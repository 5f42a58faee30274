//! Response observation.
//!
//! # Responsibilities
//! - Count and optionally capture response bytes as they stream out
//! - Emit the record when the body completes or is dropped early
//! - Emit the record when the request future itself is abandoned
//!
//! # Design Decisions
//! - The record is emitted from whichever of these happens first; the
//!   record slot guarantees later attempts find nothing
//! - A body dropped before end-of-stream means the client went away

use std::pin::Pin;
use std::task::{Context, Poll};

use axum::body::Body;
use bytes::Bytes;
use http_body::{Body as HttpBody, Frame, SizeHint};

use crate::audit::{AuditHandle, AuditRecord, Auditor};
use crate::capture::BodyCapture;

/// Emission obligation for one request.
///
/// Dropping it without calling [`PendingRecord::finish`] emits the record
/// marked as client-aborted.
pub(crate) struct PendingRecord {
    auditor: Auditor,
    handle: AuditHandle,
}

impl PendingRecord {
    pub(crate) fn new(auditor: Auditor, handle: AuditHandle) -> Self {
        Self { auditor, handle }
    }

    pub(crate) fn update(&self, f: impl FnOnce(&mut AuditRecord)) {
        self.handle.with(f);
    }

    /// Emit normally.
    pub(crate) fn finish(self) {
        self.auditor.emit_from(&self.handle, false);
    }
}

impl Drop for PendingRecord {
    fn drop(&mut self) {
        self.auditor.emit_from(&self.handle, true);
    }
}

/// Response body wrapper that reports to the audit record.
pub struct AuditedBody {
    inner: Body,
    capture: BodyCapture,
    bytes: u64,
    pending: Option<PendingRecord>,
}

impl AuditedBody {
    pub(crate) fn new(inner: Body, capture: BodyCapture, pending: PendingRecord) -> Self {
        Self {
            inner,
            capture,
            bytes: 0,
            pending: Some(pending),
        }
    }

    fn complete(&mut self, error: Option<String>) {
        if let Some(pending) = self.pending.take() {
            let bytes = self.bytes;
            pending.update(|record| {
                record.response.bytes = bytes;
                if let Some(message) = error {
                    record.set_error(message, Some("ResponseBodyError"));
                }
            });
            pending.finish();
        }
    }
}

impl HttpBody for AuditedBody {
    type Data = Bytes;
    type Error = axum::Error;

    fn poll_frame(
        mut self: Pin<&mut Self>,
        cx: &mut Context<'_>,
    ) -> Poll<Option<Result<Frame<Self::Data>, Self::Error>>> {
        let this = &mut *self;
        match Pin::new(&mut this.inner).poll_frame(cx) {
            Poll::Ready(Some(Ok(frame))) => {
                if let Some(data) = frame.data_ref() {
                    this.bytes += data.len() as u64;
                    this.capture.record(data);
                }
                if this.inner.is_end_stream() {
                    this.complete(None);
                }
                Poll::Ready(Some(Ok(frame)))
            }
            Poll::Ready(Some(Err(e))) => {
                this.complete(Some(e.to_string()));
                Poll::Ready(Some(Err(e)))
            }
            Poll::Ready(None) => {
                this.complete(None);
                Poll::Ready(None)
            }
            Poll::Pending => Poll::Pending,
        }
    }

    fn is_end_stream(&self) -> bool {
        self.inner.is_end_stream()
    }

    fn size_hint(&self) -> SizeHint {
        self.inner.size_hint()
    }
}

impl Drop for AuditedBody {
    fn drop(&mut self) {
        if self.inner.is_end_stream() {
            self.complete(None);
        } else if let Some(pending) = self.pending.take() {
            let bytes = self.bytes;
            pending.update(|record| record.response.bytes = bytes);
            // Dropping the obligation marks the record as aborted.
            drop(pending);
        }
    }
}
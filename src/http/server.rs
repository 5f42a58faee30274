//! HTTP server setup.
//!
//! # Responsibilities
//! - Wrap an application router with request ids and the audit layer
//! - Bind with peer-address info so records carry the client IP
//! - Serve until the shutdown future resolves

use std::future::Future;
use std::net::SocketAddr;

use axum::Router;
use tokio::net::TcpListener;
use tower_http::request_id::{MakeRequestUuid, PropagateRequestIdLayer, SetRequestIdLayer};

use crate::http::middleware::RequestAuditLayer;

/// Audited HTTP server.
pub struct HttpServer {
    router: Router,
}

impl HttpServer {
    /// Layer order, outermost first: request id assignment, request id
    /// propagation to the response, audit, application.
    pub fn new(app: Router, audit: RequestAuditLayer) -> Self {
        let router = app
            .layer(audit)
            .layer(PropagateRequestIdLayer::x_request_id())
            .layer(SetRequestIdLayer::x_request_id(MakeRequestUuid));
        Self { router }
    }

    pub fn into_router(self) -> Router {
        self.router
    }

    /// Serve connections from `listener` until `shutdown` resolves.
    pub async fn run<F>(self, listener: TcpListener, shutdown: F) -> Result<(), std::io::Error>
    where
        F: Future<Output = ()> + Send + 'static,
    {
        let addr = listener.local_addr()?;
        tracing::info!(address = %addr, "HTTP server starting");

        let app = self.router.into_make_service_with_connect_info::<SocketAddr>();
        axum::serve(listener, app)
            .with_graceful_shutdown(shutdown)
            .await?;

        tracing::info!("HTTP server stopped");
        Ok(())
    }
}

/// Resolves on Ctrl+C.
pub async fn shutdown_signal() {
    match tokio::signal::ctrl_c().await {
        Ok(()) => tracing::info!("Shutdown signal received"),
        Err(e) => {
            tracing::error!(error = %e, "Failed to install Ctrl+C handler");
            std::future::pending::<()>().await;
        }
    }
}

* **Work instruction**: Transcribe the entries above exactly.

* **Worked solution**:
repository 5f42a58faee30274
//! Response observation.
//!
//! # Responsibilities
//! - Count and optionally capture response bytes as they stream out
//! - Emit the record when the body completes or is dropped early
//! - Emit the record when the request future itself is abandoned
//!
//! # Design Decisions
//! - The record is emitted from whichever of these happens first; the
//!   record slot guarantees later attempts find nothing
//! - A body dropped before end-of-stream means the client went away

use std::pin::Pin;
use std::task::{Context, Poll};

use axum::body::Body;
use bytes::Bytes;
use http_body::{Body as HttpBody, Frame, SizeHint};

use crate::audit::{AuditHandle, AuditRecord, Auditor};
use crate::capture::BodyCapture;

/// Emission obligation for one request.
///
/// Dropping it without calling [`PendingRecord::finish`] emits the record
/// marked as client-aborted.
pub(crate) struct PendingRecord {
    auditor: Auditor,
    handle: AuditHandle,
}

impl PendingRecord {
    pub(crate) fn new(auditor: Auditor, handle: AuditHandle) -> Self {
        Self { auditor, handle }
    }

    pub(crate) fn update(&self, f: impl FnOnce(&mut AuditRecord)) {
        self.handle.with(f);
    }

    /// Emit normally.
    pub(crate) fn finish(self) {
        self.auditor.emit_from(&self.handle, false);
    }
}

impl Drop for PendingRecord {
    fn drop(&mut self) {
        self.auditor.emit_from(&self.handle, true);
    }
}

/// Response body wrapper that reports to the audit record.
pub struct AuditedBody {
    inner: Body,
    capture: BodyCapture,
    bytes: u64,
    pending: Option<PendingRecord>,
}

impl AuditedBody {
    pub(crate) fn new(inner: Body, capture: BodyCapture, pending: PendingRecord) -> Self {
        Self {
            inner,
            capture,
            bytes: 0,
            pending: Some(pending),
        }
    }

    fn complete(&mut self, error: Option<String>) {
        if let Some(pending) = self.pending.take() {
            let bytes = self.bytes;
            pending.update(|record| {
                record.response.bytes = bytes;
                if let Some(message) = error {
                    record.set_error(message, Some("ResponseBodyError"));
                }
            });
            pending.finish();
        }
    }
}

impl HttpBody for AuditedBody {
    type Data = Bytes;
    type Error = axum::Error;

    fn poll_frame(
        mut self: Pin<&mut Self>,
        cx: &mut Context<'_>,
    ) -> Poll<Option<Result<Frame<Self::Data>, Self::Error>>> {
        let this = &mut *self;
        match Pin::new(&mut this.inner).poll_frame(cx) {
            Poll::Ready(Some(Ok(frame))) => {
                if let Some(data) = frame.data_ref() {
                    this.bytes += data.len() as u64;
                    this.capture.record(data);
                }
                if this.inner.is_end_stream() {
                    this.complete(None);
                }
                Poll::Ready(Some(Ok(frame)))
            }
            Poll::Ready(Some(Err(e))) => {
                this.complete(Some(e.to_string()));
                Poll::Ready(Some(Err(e)))
            }
            Poll::Ready(None) => {
                this.complete(None);
                Poll::Ready(None)
            }
            Poll::Pending => Poll::Pending,
        }
    }

    fn is_end_stream(&self) -> bool {
        self.inner.is_end_stream()
    }

    fn size_hint(&self) -> SizeHint {
        self.inner.size_hint()
    }
}

impl Drop for AuditedBody {
    fn drop(&mut self) {
        if self.inner.is_end_stream() {
            self.complete(None);
        } else if let Some(pending) = self.pending.take() {
            let bytes = self.bytes;
            pending.update(|record| record.response.bytes = bytes);
            // Dropping the obligation marks the record as aborted.
            drop(pending);
        }
    }
}
filename src/http/server.rs
repository 5f42a58faee30274
//! HTTP server setup.
//!
//! # Responsibilities
//! - Wrap an application router with request ids and the audit layer
//! - Bind with peer-address info so records carry the client IP
//! - Serve until the shutdown future resolves

use std::future::Future;
use std::net::SocketAddr;

use axum::Router;
use tokio::net::TcpListener;
use tower_http::request_id::{MakeRequestUuid, PropagateRequestIdLayer, SetRequestIdLayer};

use crate::http::middleware::RequestAuditLayer;

/// Audited HTTP server.
pub struct HttpServer {
    router: Router,
}

impl HttpServer {
    /// Layer order, outermost first: request id assignment, request id
    /// propagation to the response, audit, application.
    pub fn new(app: Router, audit: RequestAuditLayer) -> Self {
        let router = app
            .layer(audit)
            .layer(PropagateRequestIdLayer::x_request_id())
            .layer(SetRequestIdLayer::x_request_id(MakeRequestUuid));
        Self { router }
    }

    pub fn into_router(self) -> Router {
        self.router
    }

    /// Serve connections from `listener` until `shutdown` resolves.
    pub async fn run<F>(self, listener: TcpListener, shutdown: F) -> Result<(), std::io::Error>
    where
        F: Future<Output = ()> + Send + 'static,
    {
        let addr = listener.local_addr()?;
        tracing::info!(address = %addr, "HTTP server starting");

        let app = self.router.into_make_service_with_connect_info::<SocketAddr>();
        axum::serve(listener, app)
            .with_graceful_shutdown(shutdown)
            .await?;

        tracing::info!("HTTP server stopped");
        Ok(())
    }
}

/// Resolves on Ctrl+C.
pub async fn shutdown_signal() {
    match tokio::signal::ctrl_c().await {
        Ok(()) => tracing::info!("Shutdown signal received"),
        Err(e) => {
            tracing::error!(error = %e, "Failed to install Ctrl+C handler");
            std::future::pending::<()>().await;
        }
    }
}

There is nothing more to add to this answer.